**TRY IT**
Scan the entries below. List each line with "text".

**RECORD EXTRACTS**
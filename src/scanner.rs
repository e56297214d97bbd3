//! Streaming lexer for Rox source.
//!
//! [`Scanner`] walks a UTF‑8 byte buffer and yields `Result<Token<'a>>` items.
//! Lexemes borrow from the buffer, so scanning allocates only for string
//! literal payloads. Whitespace and `//` comments produce nothing; exactly one
//! `EOF` token closes the stream.
//!
//! A lexical error is yielded in place of a token and scanning resumes right
//! after the offending character, so a caller that drains the iterator sees
//! every problem in the source. [`scan`] is the collecting front end used by
//! the session driver: it logs every error and returns the first.
//!
//! Recognised lexemes:
//!
//! - punctuation `( ) { } , . - + ; / * ? :`
//! - operators `! != = == > >= < <=`
//! - string literals (may span lines), numbers (`12`, `3.5`)
//! - identifiers, with keywords looked up in a compile‑time perfect hash

use crate::error::{LoxError, Result};
use crate::token::{Token, TokenType};
use log::{debug, info, warn};
use memchr::memchr;
use phf::phf_map;
use std::iter::FusedIterator;

// ─────────────────────────────────────────────────────────────────────────────
// Keywords
// ─────────────────────────────────────────────────────────────────────────────

static KEYWORDS: phf::Map<&'static [u8], TokenType> = phf_map! {
    b"and"      => TokenType::AND,
    b"break"    => TokenType::BREAK,
    b"class"    => TokenType::CLASS,
    b"continue" => TokenType::CONTINUE,
    b"else"     => TokenType::ELSE,
    b"false"    => TokenType::FALSE,
    b"fun"      => TokenType::FUN,
    b"for"      => TokenType::FOR,
    b"if"       => TokenType::IF,
    b"nil"      => TokenType::NIL,
    b"or"       => TokenType::OR,
    b"print"    => TokenType::PRINT,
    b"return"   => TokenType::RETURN,
    b"super"    => TokenType::SUPER,
    b"this"     => TokenType::THIS,
    b"true"     => TokenType::TRUE,
    b"var"      => TokenType::VAR,
    b"while"    => TokenType::WHILE,
};

/// Kinds that are always exactly one byte long.
fn punctuation(b: u8) -> Option<TokenType> {
    let tt = match b {
        b'(' => TokenType::LEFT_PAREN,
        b')' => TokenType::RIGHT_PAREN,
        b'{' => TokenType::LEFT_BRACE,
        b'}' => TokenType::RIGHT_BRACE,
        b',' => TokenType::COMMA,
        b'.' => TokenType::DOT,
        b'-' => TokenType::MINUS,
        b'+' => TokenType::PLUS,
        b';' => TokenType::SEMICOLON,
        b'*' => TokenType::STAR,
        b'?' => TokenType::QUESTION,
        b':' => TokenType::COLON,
        _ => return None,
    };

    Some(tt)
}

#[inline(always)]
fn is_ident_byte(b: u8) -> bool {
    b.is_ascii_alphanumeric() || b == b'_'
}

/// Collect the whole of `source`. Every lexical error is logged; the first
/// one is returned and no tokens are.
pub fn scan(source: &str) -> Result<Vec<Token<'_>>> {
    let mut tokens = Vec::new();
    let mut first_error: Option<LoxError> = None;

    for result in Scanner::new(source.as_bytes()) {
        match result {
            Ok(token) => tokens.push(token),

            Err(e) => {
                warn!("Scan error: {}", e);

                first_error.get_or_insert(e);
            }
        }
    }

    if let Some(e) = first_error {
        return Err(e);
    }

    info!("Scanned {} tokens", tokens.len());

    Ok(tokens)
}

/// Single‑pass scanner over a borrowed source buffer.
pub struct Scanner<'a> {
    src: &'a [u8],
    start: usize, // first byte of the lexeme being scanned
    pos: usize,   // next unread byte
    line: usize,  // 1‑based
    done: bool,   // EOF already emitted
}

impl<'a> Scanner<'a> {
    /// `src` must be valid UTF‑8.
    pub fn new(src: &'a [u8]) -> Self {
        info!("Scanner created over {} bytes", src.len());

        Self {
            src,
            start: 0,
            pos: 0,
            line: 1,
            done: false,
        }
    }

    // ─────────────────────────── cursor ────────────────────────────────

    #[inline(always)]
    fn at_end(&self) -> bool {
        self.pos >= self.src.len()
    }

    /// Byte `ahead` positions past the cursor, or `0` beyond the buffer.
    #[inline(always)]
    fn peek_at(&self, ahead: usize) -> u8 {
        self.src.get(self.pos + ahead).copied().unwrap_or(0)
    }

    #[inline(always)]
    fn bump(&mut self) -> u8 {
        let b = self.src[self.pos];
        self.pos += 1;
        b
    }

    /// Consume bytes while `pred` holds.
    #[inline(always)]
    fn eat_while(&mut self, pred: impl Fn(u8) -> bool) {
        while !self.at_end() && pred(self.src[self.pos]) {
            self.pos += 1;
        }
    }

    /// `double` when the next byte is `=`, else `single`.
    #[inline(always)]
    fn with_equals(&mut self, double: TokenType, single: TokenType) -> TokenType {
        if self.peek_at(0) == b'=' {
            self.pos += 1;
            double
        } else {
            single
        }
    }

    #[inline(always)]
    fn text(&self, from: usize, to: usize) -> &'a str {
        // SAFETY: the source is valid UTF‑8 and every cut point sits next to
        // an ASCII byte or at a character boundary.
        unsafe { std::str::from_utf8_unchecked(&self.src[from..to]) }
    }

    // ─────────────────────────── lexing ────────────────────────────────

    /// Scan one lexeme starting at `self.start`. `Ok(None)` means it was
    /// whitespace or a comment.
    fn scan_token(&mut self) -> Result<Option<TokenType>> {
        let b = self.bump();

        if let Some(tt) = punctuation(b) {
            return Ok(Some(tt));
        }

        let tt = match b {
            b'!' => self.with_equals(TokenType::BANG_EQUAL, TokenType::BANG),
            b'=' => self.with_equals(TokenType::EQUAL_EQUAL, TokenType::EQUAL),
            b'<' => self.with_equals(TokenType::LESS_EQUAL, TokenType::LESS),
            b'>' => self.with_equals(TokenType::GREATER_EQUAL, TokenType::GREATER),

            b'/' if self.peek_at(0) == b'/' => {
                // leave the newline for the line counter
                self.pos = match memchr(b'\n', &self.src[self.pos..]) {
                    Some(offset) => self.pos + offset,
                    None => self.src.len(),
                };
                return Ok(None);
            }
            b'/' => TokenType::SLASH,

            b'\n' => {
                self.line += 1;
                return Ok(None);
            }
            b' ' | b'\r' | b'\t' => return Ok(None),

            b'"' => self.string()?,
            b'0'..=b'9' => self.number(),
            b'a'..=b'z' | b'A'..=b'Z' | b'_' => self.identifier(),

            _ => {
                // one error per character, not per byte
                self.eat_while(|c| (c & 0xC0) == 0x80);

                return Err(LoxError::lex(
                    self.line,
                    format!("Unexpected character: {}", self.text(self.start, self.pos)),
                ));
            }
        };

        Ok(Some(tt))
    }

    /// Opening quote already consumed.
    fn string(&mut self) -> Result<TokenType> {
        let newlines = match memchr(b'"', &self.src[self.pos..]) {
            Some(offset) => {
                let body = &self.src[self.pos..self.pos + offset];
                self.pos += offset + 1;
                body.iter().filter(|&&c| c == b'\n').count()
            }
            None => {
                self.line += self.src[self.pos..].iter().filter(|&&c| c == b'\n').count();
                self.pos = self.src.len();

                return Err(LoxError::lex(self.line, "Unterminated string."));
            }
        };

        self.line += newlines;

        let contents = self.text(self.start + 1, self.pos - 1);
        Ok(TokenType::STRING(contents.to_owned()))
    }

    fn number(&mut self) -> TokenType {
        self.eat_while(|c| c.is_ascii_digit());

        if self.peek_at(0) == b'.' && self.peek_at(1).is_ascii_digit() {
            self.pos += 1;
            self.eat_while(|c| c.is_ascii_digit());
        }

        // digits with at most one interior '.' always parse
        let value = self.text(self.start, self.pos).parse().unwrap_or(0.0);
        TokenType::NUMBER(value)
    }

    fn identifier(&mut self) -> TokenType {
        self.eat_while(is_ident_byte);

        KEYWORDS
            .get(&self.src[self.start..self.pos])
            .cloned()
            .unwrap_or(TokenType::IDENTIFIER)
    }
}

// ─────────────────────────────────────────────────────────────────────────────
// Iterator
// ─────────────────────────────────────────────────────────────────────────────

impl<'a> Iterator for Scanner<'a> {
    type Item = Result<Token<'a>>;

    fn next(&mut self) -> Option<Self::Item> {
        if self.done {
            return None;
        }

        while !self.at_end() {
            self.start = self.pos;

            match self.scan_token() {
                Ok(Some(tt)) => {
                    debug!("Scanned {:?} on line {}", tt, self.line);

                    let lexeme = self.text(self.start, self.pos);
                    return Some(Ok(Token::new(tt, lexeme, self.line)));
                }
                Ok(None) => {}
                Err(e) => return Some(Err(e)),
            }
        }

        self.done = true;

        Some(Ok(Token::new(TokenType::EOF, "", self.line)))
    }
}

impl FusedIterator for Scanner<'_> {}
//! Tree‑walking evaluator.
//!
//! Every statement yields a [`Flow`]: `return`, `break` and `continue` travel
//! upward as ordinary values until a loop or call boundary consumes them, so
//! they never masquerade as errors.
//!
//! Variable reads and writes consult the resolver's relation: a recorded
//! distance walks exactly that many environments up from the active one, an
//! absent entry goes straight to the globals.

use std::cell::RefCell;
use std::collections::HashMap;
use std::io::{self, Stdout, Write};
use std::rc::Rc;

use chrono::Utc;
use log::{debug, info};

use crate::ast::{BinaryOp, Expr, ExprId, LiteralValue, Locals, LogicalOp, Stmt, UnaryOp};
use crate::environment::{Env, Environment};
use crate::error::{LoxError, Result};
use crate::value::{LoxClass, LoxFunction, LoxInstance, NativeFunction, Value};

/// Outcome of executing one statement.
#[derive(Debug, Clone, PartialEq)]
pub enum Flow {
    Normal,
    Return(Value),
    Break,
    Continue,
}

pub struct Interpreter<W: Write = Stdout> {
    globals: Env,
    environment: Env,
    locals: Locals,
    out: W,
}

impl Interpreter<Stdout> {
    /// Interpreter printing to standard output.
    pub fn new() -> Self {
        Self::with_output(io::stdout())
    }
}

impl Default for Interpreter<Stdout> {
    fn default() -> Self {
        Self::new()
    }
}
#[cfg(test)]
mod interpreter_tests {
    use rox::error::LoxError;
    use rox::runner::Lox;

    fn output_of(lox: &Lox<Vec<u8>>) -> String {
        String::from_utf8(lox.output().clone()).unwrap()
    }

    fn check_output(source: &str, expected: &[&str]) {
        let mut lox = Lox::with_output(Vec::new());

        if let Err(e) = lox.run(source) {
            panic!("run failed: {}", e);
        }

        let printed = output_of(&lox);
        let lines: Vec<&str> = printed.lines().collect();
        assert_eq!(lines, expected);
    }

    fn check_error(source: &str, expected: &str) -> LoxError {
        let mut lox = Lox::with_output(Vec::new());
        let err = lox.run(source).unwrap_err();

        assert!(
            err.to_string().contains(expected),
            "expected error containing {:?}, got {:?}",
            expected,
            err.to_string()
        );
        err
    }

    // ── scoping ──────────────────────────────────────────────────────────

    #[test]
    fn test_block_shadowing() {
        check_output(
            "var a = 1;\n\
             { var a = 2; print a; }\n\
             print a;",
            &["2", "1"],
        );
    }

    #[test]
    fn test_closure_sees_declaration_scope() {
        check_output(
            "var a = \"global\";\n\
             {\n\
               fun show() { print a; }\n\
               show();\n\
               var a = \"block\";\n\
               show();\n\
             }",
            &["global", "global"],
        );
    }

    #[test]
    fn test_closure_counters_are_independent() {
        check_output(
            "fun makeCounter() {\n\
               var i = 0;\n\
               fun count() { i = i + 1; return i; }\n\
               return count;\n\
             }\n\
             var a = makeCounter();\n\
             var b = makeCounter();\n\
             print a();\n\
             print a();\n\
             print b();",
            &["1", "2", "1"],
        );
    }

    #[test]
    fn test_lambda_and_recursion() {
        check_output(
            "fun fib(n) { return n < 2 ? n : fib(n - 1) + fib(n - 2); }\n\
             print fib(10);\n\
             var twice = fun (f, x) { return f(f(x)); };\n\
             print twice(fun (n) { return n * 3; }, 2);\n\
             print twice;",
            &["55", "18", "<fn>"],
        );
    }

    // ── control flow ─────────────────────────────────────────────────────

    #[test]
    fn test_for_continue_runs_increment() {
        check_output(
            "for (var i = 0; i < 5; i = i + 1) {\n\
               if (i == 2) continue;\n\
               print i;\n\
             }",
            &["0", "1", "3", "4"],
        );
    }

    #[test]
    fn test_nested_break_exits_inner_loop_only() {
        check_output(
            "for (var i = 0; i < 2; i = i + 1) {\n\
               var j = 0;\n\
               while (true) {\n\
                 if (j == 2) break;\n\
                 print i * 10 + j;\n\
                 j = j + 1;\n\
               }\n\
             }",
            &["0", "1", "10", "11"],
        );
    }

    #[test]
    fn test_return_from_inside_loop() {
        check_output(
            "fun first(n) {\n\
               var i = 0;\n\
               while (true) {\n\
                 if (i * i >= n) return i;\n\
                 i = i + 1;\n\
               }\n\
             }\n\
             print first(10);",
            &["4"],
        );
    }

    #[test]
    fn test_logical_operators_return_operands() {
        check_output(
            "print nil or \"yes\";\n\
             print 0 and \"zero is truthy\";\n\
             print false and undefinedName;\n\
             print \"\" ? \"empty string is truthy\" : \"no\";",
            &["yes", "zero is truthy", "false", "empty string is truthy"],
        );
    }

    // ── values ───────────────────────────────────────────────────────────

    #[test]
    fn test_plus_concatenation() {
        check_output(
            "print \"a\" + \"b\";\n\
             print \"n=\" + 3;\n\
             print 1.5 + \"!\";\n\
             print \"is \" + nil;\n\
             print 1 + 2;",
            &["ab", "n=3", "1.5!", "is nil", "3"],
        );
    }

    #[test]
    fn test_equality() {
        check_output(
            "print 1 == 1;\n\
             print 1 == \"1\";\n\
             print nil == false;\n\
             print nil == nil;\n\
             print \"a\" + \"b\" == \"ab\";\n\
             fun f() {}\n\
             var g = f;\n\
             print f == g;\n\
             class A {}\n\
             print A() == A();",
            &["true", "false", "false", "true", "true", "true", "false"],
        );
    }

    #[test]
    fn test_number_formatting() {
        check_output(
            "print 10 / 4;\n\
             print 3 * 2;\n\
             print -0.5;",
            &["2.5", "6", "-0.5"],
        );
    }

    #[test]
    fn test_clock_is_native() {
        check_output(
            "print clock;\n\
             print clock() > 0;",
            &["<native fn clock>", "true"],
        );
    }

    // ── classes ──────────────────────────────────────────────────────────

    #[test]
    fn test_fields_and_methods() {
        check_output(
            "class Point {\n\
               init(x, y) { this.x = x; this.y = y; }\n\
               sum() { return this.x + this.y; }\n\
             }\n\
             var p = Point(1, 2);\n\
             print p.sum();\n\
             p.x = 10;\n\
             print p.sum();\n\
             print p;\n\
             print Point;",
            &["3", "12", "Point instance", "Point"],
        );
    }

    #[test]
    fn test_fields_shadow_methods() {
        check_output(
            "class A { m() { return \"method\"; } }\n\
             var a = A();\n\
             print a.m();\n\
             a.m = fun () { return \"field\"; };\n\
             print a.m();",
            &["method", "field"],
        );
    }

    #[test]
    fn test_bound_method_keeps_receiver() {
        check_output(
            "class Box { init(v) { this.v = v; } get() { return this.v; } }\n\
             var g = Box(7).get;\n\
             print g();",
            &["7"],
        );
    }

    #[test]
    fn test_super_dispatch_keeps_this() {
        check_output(
            "class A {\n\
               name() { return \"A\"; }\n\
               hello() { return \"hello from \" + this.name(); }\n\
             }\n\
             class B < A {\n\
               name() { return \"B\"; }\n\
               hello() { return super.hello() + \"!\"; }\n\
             }\n\
             print B().hello();",
            &["hello from B!"],
        );
    }

    #[test]
    fn test_inherited_init() {
        check_output(
            "class A { init(v) { this.v = v; } }\n\
             class B < A {}\n\
             print B(5).v;",
            &["5"],
        );
    }

    #[test]
    fn test_init_with_bare_return_yields_instance() {
        check_output(
            "class A {\n\
               init() { this.ok = true; return; this.ok = false; }\n\
             }\n\
             var a = A();\n\
             print a.ok;\n\
             print a.init() == a;",
            &["true", "true"],
        );
    }

    // ── runtime errors ───────────────────────────────────────────────────

    #[test]
    fn test_arity_mismatch() {
        let err = check_error(
            "fun f(a, b) {}\nf(1);",
            "Expected 2 arguments but got 1.",
        );
        assert!(matches!(err, LoxError::Runtime { line: 2, .. }));
        assert_eq!(err.exit_code(), 70);

        check_error("class A { init(x) {} }\nA();", "Expected 1 arguments but got 0.");
    }

    #[test]
    fn test_undefined_variable() {
        let err = check_error("print nope;", "Undefined variable 'nope'.");
        assert_eq!(err.to_string(), "[line 1] Runtime error: Undefined variable 'nope'.");
    }

    #[test]
    fn test_assignment_does_not_create_globals() {
        check_error("ghost = 1;", "Undefined variable 'ghost'.");
    }

    #[test]
    fn test_operand_type_errors() {
        check_error("print -\"a\";", "Operand must be a number.");
        check_error("print 1 < \"2\";", "Operands must be numbers.");
        check_error("print true + 1;", "Operands must be two numbers or at least one string.");
        check_error("print 1 / 0;", "Division by zero.");
    }

    #[test]
    fn test_call_and_property_errors() {
        check_error("\"str\"();", "Can only call functions and classes.");
        check_error("var x = 1; print x.y;", "Only instances have properties.");
        check_error("var x = 1; x.y = 2;", "Only instances have fields.");
        check_error("class A {} print A().missing;", "Undefined property 'missing'.");
    }

    #[test]
    fn test_superclass_must_be_a_class() {
        check_error("var NotClass = 1;\nclass B < NotClass {}", "Superclass must be a class.");
    }

    #[test]
    fn test_output_before_error_is_kept() {
        let mut lox = Lox::with_output(Vec::new());

        assert!(lox.run("print 1;\nprint nope;\nprint 2;").is_err());
        assert_eq!(output_of(&lox), "1\n");
    }

    #[test]
    fn test_static_error_prevents_execution() {
        let mut lox = Lox::with_output(Vec::new());

        let err = lox.run("print 1;\nreturn 2;").unwrap_err();
        assert!(matches!(err, LoxError::Resolve { .. }));
        assert_eq!(err.exit_code(), 65);
        assert_eq!(output_of(&lox), "");
    }

    // ── sessions ─────────────────────────────────────────────────────────

    #[test]
    fn test_session_state_persists_across_runs() {
        let mut lox = Lox::with_output(Vec::new());

        lox.run("var count = 0;").unwrap();
        lox.run("fun bump() { count = count + 1; return count; }").unwrap();
        lox.run("print bump();").unwrap();
        lox.run("print bump();").unwrap();

        assert_eq!(output_of(&lox), "1\n2\n");
    }

    #[test]
    fn test_closure_from_earlier_run_still_resolves() {
        let mut lox = Lox::with_output(Vec::new());

        lox.run("fun make() { var n = 41; return fun () { n = n + 1; return n; }; }")
            .unwrap();
        lox.run("var next = make();").unwrap();
        lox.run("{ var n = 0; print next(); }").unwrap();
        lox.run("print next();").unwrap();

        assert_eq!(output_of(&lox), "42\n43\n");
    }

    #[test]
    fn test_session_survives_errors() {
        let mut lox = Lox::with_output(Vec::new());

        lox.run("var a = 1;").unwrap();
        assert!(lox.run("{ var b = 2; print missing; }").is_err());
        assert!(lox.run("print (;").is_err());
        lox.run("print a;").unwrap();

        assert_eq!(output_of(&lox), "1\n");
    }
}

**ANSWER BOX**
    fn text(&self, from: usize, to: usize) -> &'a str {
                    format!("Unexpected character: {}", self.text(self.start, self.pos)),
        let contents = self.text(self.start + 1, self.pos - 1);
        let value = self.text(self.start, self.pos).parse().unwrap_or(0.0);
                    let lexeme = self.text(self.start, self.pos);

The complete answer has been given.